_Directions_.
Read the lines of the data below and retrieve those with "Some".

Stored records

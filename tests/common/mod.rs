//! Shared integration test helpers for route-tabs.
//!
//! Include this module at the top of each test file that needs it:
//!
//! ```ignore
//! mod common;
//! use common::{strip_with_routes, assert_registry_invariants, TestContext};
//! ```
//!
//! The `#[allow(dead_code)]` attribute suppresses warnings when only a subset
//! of helpers is used per file.

#![allow(dead_code)]

use route_tabs::host::RecordingHost;
use route_tabs::{RouteEvent, ShellEvent, TabRegistry, TabStrip};
use route_tabs_config::Config;
use std::collections::HashSet;
use std::fs;
use std::path::{Path, PathBuf};
use tempfile::TempDir;

/// Route-changed event whose title is the route without its leading slash
pub fn route(url: &str) -> ShellEvent {
    ShellEvent::RouteChanged(RouteEvent::new(url.trim_start_matches('/'), url))
}

/// Strip at `width` with one tab opened per route, in order
pub fn strip_with_routes(width: i32, routes: &[&str]) -> TabStrip<RecordingHost> {
    let mut strip = TabStrip::from_config(&Config::default(), RecordingHost::new(width));
    for url in routes {
        strip.handle_event(route(url));
    }
    strip
}

/// Route keys in display order
pub fn route_keys(registry: &TabRegistry) -> Vec<String> {
    registry
        .tabs()
        .iter()
        .map(|t| t.route_key.clone())
        .collect()
}

/// Check uniqueness, single selection and split completeness
pub fn assert_registry_invariants(registry: &TabRegistry) {
    let tabs = registry.tabs();

    let unique: HashSet<&str> = tabs.iter().map(|t| t.route_key.as_str()).collect();
    assert_eq!(unique.len(), tabs.len(), "duplicate route keys: {tabs:?}");

    if tabs.is_empty() {
        assert_eq!(registry.current_index(), None);
    } else {
        let selected: Vec<usize> = tabs
            .iter()
            .enumerate()
            .filter(|(_, t)| t.is_selected)
            .map(|(i, _)| i)
            .collect();
        assert_eq!(selected.len(), 1, "expected one selected tab: {tabs:?}");
        assert_eq!(registry.current_index(), Some(selected[0]));
    }

    let rejoined: Vec<_> = registry
        .visible_tabs()
        .iter()
        .chain(registry.collapsed_tabs())
        .cloned()
        .collect();
    assert_eq!(rejoined.as_slice(), tabs, "split lost or reordered tabs");
    assert_eq!(
        registry.is_overflowing(),
        !registry.collapsed_tabs().is_empty()
    );

    let close_shown: Vec<usize> = tabs
        .iter()
        .enumerate()
        .filter(|(_, t)| t.close_visible)
        .map(|(i, _)| i)
        .collect();
    assert_eq!(
        close_shown,
        registry.hovered_index().into_iter().collect::<Vec<_>>(),
        "close affordance out of sync with hover"
    );
}

/// Provides test isolation with automatic temp-dir cleanup.
pub struct TestContext {
    /// Temporary directory — kept alive for the lifetime of the context.
    pub dir: TempDir,
}

impl TestContext {
    pub fn new() -> Self {
        Self {
            dir: TempDir::new().expect("Failed to create temp dir"),
        }
    }

    pub fn path(&self) -> &Path {
        self.dir.path()
    }

    /// Write `contents` to `name` inside the temp dir and return its path
    pub fn write_file(&self, name: &str, contents: &str) -> PathBuf {
        let path = self.dir.path().join(name);
        fs::write(&path, contents).expect("Failed to write test file");
        path
    }
}

impl Default for TestContext {
    fn default() -> Self {
        Self::new()
    }
}
//! Config persistence and path resolution for `Config`.
//!
//! Covers:
//! - `load_from` / `save_to` against an explicit path (atomic write)
//! - `config_path` / `config_dir`

use super::Config;
use crate::error::ConfigError;
use anyhow::Result;
use std::fs;
use std::path::{Path, PathBuf};

impl Config {
    /// Load and validate configuration from a specific file
    pub fn load_from(path: &Path) -> Result<Self> {
        log::info!("Loading config from {:?}", path);
        let contents = fs::read_to_string(path).map_err(ConfigError::from)?;
        let config: Config = serde_yaml_ng::from_str(&contents).map_err(ConfigError::from)?;
        if let Err(e) = config.validate() {
            log::error!("Config validation failed: {e}");
            return Err(e.into());
        }
        Ok(config)
    }

    /// Save configuration to a specific file
    pub fn save_to(&self, path: &Path) -> Result<()> {
        if let Some(parent) = path.parent()
            && !parent.as_os_str().is_empty()
        {
            fs::create_dir_all(parent).map_err(ConfigError::from)?;
        }

        let yaml = serde_yaml_ng::to_string(self).map_err(ConfigError::from)?;

        // Atomic save: write to temp file then rename
        let temp_path = path.with_extension("yaml.tmp");
        fs::write(&temp_path, &yaml).map_err(ConfigError::from)?;
        fs::rename(&temp_path, path).map_err(ConfigError::from)?;

        log::debug!("Saved config to {:?}", path);
        Ok(())
    }

    /// Get the configuration file path (using XDG convention)
    pub fn config_path() -> PathBuf {
        Self::config_dir().join("config.yaml")
    }

    /// Get the configuration directory path (using XDG convention)
    pub fn config_dir() -> PathBuf {
        #[cfg(target_os = "windows")]
        {
            if let Some(config_dir) = dirs::config_dir() {
                config_dir.join("route-tabs")
            } else {
                PathBuf::from(".")
            }
        }
        #[cfg(not(target_os = "windows"))]
        {
            if let Some(home_dir) = dirs::home_dir() {
                home_dir.join(".config").join("route-tabs")
            } else {
                PathBuf::from(".")
            }
        }
    }
}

_Exercise answer_.
        assert_eq!(registry.current_index(), Some(selected[0]));
        if let Some(parent) = path.parent()
            if let Some(config_dir) = dirs::config_dir() {
            if let Some(home_dir) = dirs::home_dir() {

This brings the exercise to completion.